Станиславский, увлеченный педагогическими проблемами, как бы не замечал того, что спектакль находится в стадии выпуска. Устремленный к своим высшим целям, он не желал считаться с настроениями актеров, которые шли к премьере и меньше всего хотели заниматься этюдами и педагогическими упражнениями на четвертом году репетиций. Для режиссера булгаковская пьеса была поводом еще раз убедиться в правоте и силе своего нового метода, замыкавшего, как казалось Станиславскому, свод театральной системы, которой он отдал жизнь. „Я еще не нашел ход к вашим сердцам, — внушал Станиславский актерам на репетиции 15 апреля, — а когда вы поймете, вы поразитесь, как все это просто“. Надо сказать, что участники „Мольера“ были очень далеки от искомого „понимания“.

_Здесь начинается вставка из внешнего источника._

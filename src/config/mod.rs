//! Layered configuration: TOML file, environment overrides, CLI flags

mod loader;
mod types;

pub use loader::{
    load_or_default, load_with_warnings, user_config_path, with_env_overrides, ConfigWarning,
    ENV_PREFIX,
};
pub use types::{Config, RemoteConfig};

#[cfg(test)]
mod tests;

Станиславский пользовался любой возможностью, чтобы показать актеру путь к правде органического существования в роли — от „маленькой правды“ физического действия к чувству. Он затрачивал порой целые часы на то, чтобы показать, как носили костюм, как кланялись, как держали шляпу с пером, как пользовались тростью. Репетиции превращались в педагогические занятия, в блистательные актерские импровизации самого Станиславского, в пространные мемуары, которые раздражали драматурга. Но „перевоспитать“ за месяц актеров, перевести их в свою театральную веру Константин Сергеевич, конечно, не мог. Никакие упражнения по закладыванию рук под себя, чтобы жестами не мешать внутреннему действию, никакие воображаемые заклеивания воображаемых конвертов изменить готовый рисунок ролей не могли. Более того, то, что уже было наработано, стало исчезать. Актеры тушевались, не умея ответить на беспредельный уровень требований Станиславского,
останавливавшего исполнителя буквально на каждом слове. „Если думать все время о своих руках и штампах, то тяжело играть“, — обидевшись, сетовал Яншин, которому изрядно доставалось за его многолетне опробованные и безотказно действовавшие приемы. „При вас страшно играть“, — возражал Станицын, потерявший всякую ориентацию.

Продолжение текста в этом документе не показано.